§ **Provided data**
= = =
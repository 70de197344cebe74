//! Percolation tagging.
//!
//! A document "has" an ontology term when the term's stored phrase query
//! matches the document's title or extracted contents. The terms index holds
//! one such query per label, so a single percolate call returns every
//! matching term.

use serde::Deserialize;
use serde_json::{json, Value};

use crate::config::SearchConfig;
use crate::error::{validate, Result};
use crate::index_client::IndexClient;
use crate::models::IndexedDocumentTerm;

#[derive(Debug, Deserialize)]
struct PercolateResponse {
    hits: PercolateHits,
}

#[derive(Debug, Deserialize)]
struct PercolateHits {
    hits: Vec<PercolateHit>,
}

#[derive(Debug, Deserialize)]
struct PercolateHit {
    #[serde(rename = "_source")]
    source: IndexedDocumentTerm,
}

#[derive(Debug, Clone)]
pub struct Tagger {
    index: IndexClient,
    terms_index: String,
    from: usize,
    size: usize,
}

impl Tagger {
    pub fn new(index: IndexClient, terms_index: &str, size: usize) -> Self {
        Self {
            index,
            terms_index: terms_index.to_string(),
            from: 0,
            size,
        }
    }

    pub fn from_config(index: IndexClient, config: &SearchConfig) -> Self {
        Self::new(index, &config.terms_index, config.percolate_size)
    }

    /// Every term whose query matches `title` or `contents`.
    pub async fn tag(&self, title: Option<&str>, contents: Option<&str>) -> Result<Vec<IndexedDocumentTerm>> {
        let document = json!({
            "title": title.unwrap_or_default(),
            "contents": contents.unwrap_or_default(),
        });
        let resp = self
            .index
            .percolate(&self.terms_index, &document, self.from, self.size)
            .await?;
        terms_from_response(resp)
    }
}

/// Map percolate hits to tags, one per hit. No hits is an empty list.
pub fn terms_from_response(resp: Value) -> Result<Vec<IndexedDocumentTerm>> {
    let parsed: PercolateResponse = validate("percolate", resp)?;
    Ok(parsed.hits.hits.into_iter().map(|h| h.source).collect())
}

#[cfg(test)]
mod tests {
    use super::*;
    use crate::error::Error;

    #[test]
    fn zero_hits_is_an_untagged_document() {
        let resp = json!({"hits": {"total": {"value": 0}, "hits": []}});
        assert!(terms_from_response(resp).unwrap().is_empty());
    }

    #[test]
    fn each_hit_becomes_one_term() {
        let resp = json!({"hits": {"hits": [
            {"_id": "1", "_source": {
                "label": "seawater", "uri": "http://example.org/seawater",
                "source_terminology": "eov", "namedGraphUri": "http://g/eov",
                "suggest": ["seawater"], "query": {"match_all": {}}
            }},
            {"_id": "2", "_source": {
                "label": "sea ice", "uri": "http://example.org/sea-ice",
                "source_terminology": "eov", "namedGraphUri": "http://g/eov"
            }}
        ]}});
        let terms = terms_from_response(resp).unwrap();
        assert_eq!(terms.len(), 2);
        assert_eq!(terms[0].label, "seawater");
        assert_eq!(terms[1].uri, "http://example.org/sea-ice");
        assert_eq!(terms[1].named_graph_uri, "http://g/eov");
        assert_eq!(terms[1].source_terminology, "eov");
    }

    #[test]
    fn malformed_response_is_a_validation_error() {
        let err = terms_from_response(json!({"hits": {"hits": [{"_id": "1"}]}})).unwrap_err();
        assert!(matches!(err, Error::Validation { context: "percolate", .. }));
    }
}
#[derive(Subcommand)]
enum Commands {
    /// Create the state database and both indices.
    ///
    /// Idempotent: existing tables and indices are left as they are.
    Init,

    /// Delete and recreate the documents and terms indices.
    ResetIndices {
        /// Confirm that every indexed document and term is dropped.
        #[arg(long)]
        yes: bool,
    },

    /// Mirror configured terminologies into the terms index.
    SyncTerms {
        /// Only sync the terminology with this name.
        #[arg(long)]
        terminology: Option<String>,

        /// Progress reporting on stderr. Defaults to human when stderr is a TTY.
        #[arg(long, value_enum)]
        progress: Option<ProgressArg>,
    },

    /// Remove every term of one named graph from the terms index.
    PruneTerms { named_graph: String },

    /// Schedule new feed entries and run the pipeline until idle.
    Schedule {
        /// Schedule every repository item instead of polling the feed.
        #[arg(long)]
        full: bool,
    },

    /// Run the pipeline for explicit document ids until idle.
    Ingest {
        #[arg(required = true)]
        ids: Vec<String>,
    },

    /// Run the indexing stage for one document.
    Index { id: String },

    /// Poll the feed on `pipeline.poll_interval_secs` and run the pipeline forever.
    Worker,

    /// Retag every indexed document against the current terms index.
    Retag,

    /// Keyword search. Prints the index store response as JSON.
    Search {
        /// Comma-separated keywords.
        #[arg(long)]
        keywords: Option<String>,

        /// Comma-separated term labels to filter on.
        #[arg(long)]
        term: Option<String>,

        /// Comma-separated term URIs to filter on.
        #[arg(long = "term-uri")]
        term_uri: Option<String>,

        #[arg(long)]
        from: Option<u32>,

        #[arg(long)]
        size: Option<u32>,

        /// Comma-separated `field:direction` pairs.
        #[arg(long)]
        sort: Option<String>,

        /// Comma-separated fields searched by the keywords.
        #[arg(long)]
        fields: Option<String>,

        /// Expand keywords with ontology synonyms.
        #[arg(long)]
        synonyms: bool,

        #[arg(long)]
        refereed: bool,

        #[arg(long)]
        endorsed: bool,
    },

    /// Term label completion.
    Suggest {
        prefix: String,

        #[arg(long, default_value_t = 10)]
        size: usize,
    },

    /// Print one indexed document, without its extracted text.
    Get { id: String },

    /// Print a document's pipeline state.
    Status { id: String },

    /// Index counts, feed watermark, and pipeline states.
    Stats {
        /// Print as JSON.
        #[arg(long)]
        json: bool,
    },

    /// Start the HTTP API on `[server].bind`.
    Serve,

    /// Print a shell completion script.
    Completions { shell: clap_complete::Shell },
}
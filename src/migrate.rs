use sqlx::SqlitePool;

use crate::error::Result;

/// Create the state tables. Safe to run any number of times.
pub async fn run_migrations(pool: &SqlitePool) -> Result<()> {
    sqlx::query(
        r#"
        CREATE TABLE IF NOT EXISTS checkpoints (
            source TEXT PRIMARY KEY,
            cursor TEXT NOT NULL,
            updated_at INTEGER NOT NULL
        )
        "#,
    )
    .execute(pool)
    .await?;

    sqlx::query(
        r#"
        CREATE TABLE IF NOT EXISTS pipeline_state (
            document_id TEXT PRIMARY KEY,
            state TEXT NOT NULL,
            updated_at INTEGER NOT NULL,
            last_error TEXT
        )
        "#,
    )
    .execute(pool)
    .await?;

    sqlx::query("CREATE INDEX IF NOT EXISTS idx_pipeline_state_state ON pipeline_state(state)")
        .execute(pool)
        .await?;

    Ok(())
}
//! Term sync progress reporting.
//!
//! Reports observable progress during `ontotag sync-terms` so users see which
//! terminology is being paged and how far the offset has moved. Progress is
//! emitted on **stderr** so stdout remains parseable for scripts.

use std::io::Write;

/// A single progress event for term sync.
#[derive(Clone, Debug)]
pub enum SyncProgressEvent {
    /// A page is being requested from the graph store.
    Paging { terminology: String, offset: u64 },
    /// A page was loaded: `fetched` raw bindings so far, `indexed` kept terms.
    Loaded {
        terminology: String,
        fetched: u64,
        indexed: u64,
    },
}

/// Reports sync progress. Implementations write to stderr (human or JSON).
pub trait SyncProgressReporter: Send + Sync {
    fn report(&self, event: SyncProgressEvent);
}

/// Human-friendly progress on stderr: "sync eov  1,500 fetched  1,212 indexed".
pub struct StderrProgress;

impl SyncProgressReporter for StderrProgress {
    fn report(&self, event: SyncProgressEvent) {
        let line = match &event {
            SyncProgressEvent::Paging {
                terminology,
                offset,
            } => {
                format!("sync {}  paging from offset {}\n", terminology, format_number(*offset))
            }
            SyncProgressEvent::Loaded {
                terminology,
                fetched,
                indexed,
            } => format!(
                "sync {}  {} fetched  {} indexed\n",
                terminology,
                format_number(*fetched),
                format_number(*indexed)
            ),
        };
        let mut err = std::io::stderr().lock();
        let _ = err.write_all(line.as_bytes());
        let _ = err.flush();
    }
}

/// Machine-readable progress: one JSON object per line on stderr.
pub struct JsonProgress;

impl SyncProgressReporter for JsonProgress {
    fn report(&self, event: SyncProgressEvent) {
        let obj = match &event {
            SyncProgressEvent::Paging {
                terminology,
                offset,
            } => serde_json::json!({
                "event": "progress",
                "terminology": terminology,
                "phase": "paging",
                "offset": offset
            }),
            SyncProgressEvent::Loaded {
                terminology,
                fetched,
                indexed,
            } => serde_json::json!({
                "event": "progress",
                "terminology": terminology,
                "phase": "loaded",
                "fetched": fetched,
                "indexed": indexed
            }),
        };
        if let Ok(line) = serde_json::to_string(&obj) {
            let mut err = std::io::stderr().lock();
            let _ = writeln!(err, "{}", line);
            let _ = err.flush();
        }
    }
}

/// No-op reporter when progress is disabled.
pub struct NoProgress;

impl SyncProgressReporter for NoProgress {
    fn report(&self, _event: SyncProgressEvent) {}
}

fn format_number(n: u64) -> String {
    let s = n.to_string();
    let mut result = String::with_capacity(s.len() + (s.len() - 1) / 3);
    for (i, c) in s.chars().rev().enumerate() {
        if i > 0 && i % 3 == 0 {
            result.push(',');
        }
        result.push(c);
    }
    result.chars().rev().collect()
}

/// Progress mode for the CLI: off, human (stderr), or JSON (stderr).
#[derive(Clone, Copy, Debug, Eq, PartialEq)]
pub enum ProgressMode {
    Off,
    Human,
    Json,
}

impl ProgressMode {
    /// Default: human progress when stderr is a TTY, otherwise off.
    pub fn default_for_tty() -> Self {
        if atty::is(atty::Stream::Stderr) {
            ProgressMode::Human
        } else {
            ProgressMode::Off
        }
    }

    pub fn reporter(&self) -> Box<dyn SyncProgressReporter> {
        match self {
            ProgressMode::Off => Box::new(NoProgress),
            ProgressMode::Human => Box::new(StderrProgress),
            ProgressMode::Json => Box::new(JsonProgress),
        }
    }
}

#[cfg(test)]
mod tests {
    use super::*;

    #[test]
    fn format_number_comma() {
        assert_eq!(format_number(0), "0");
        assert_eq!(format_number(999), "999");
        assert_eq!(format_number(1000), "1,000");
        assert_eq!(format_number(1_234_567), "1,234,567");
    }
}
= = =
§ **Exercise**
What lines above contain the string "JsonProgress"? Copy all of them.

§ **Exercise output**
pub struct JsonProgress;
impl SyncProgressReporter for JsonProgress {
            ProgressMode::Json => Box::new(JsonProgress),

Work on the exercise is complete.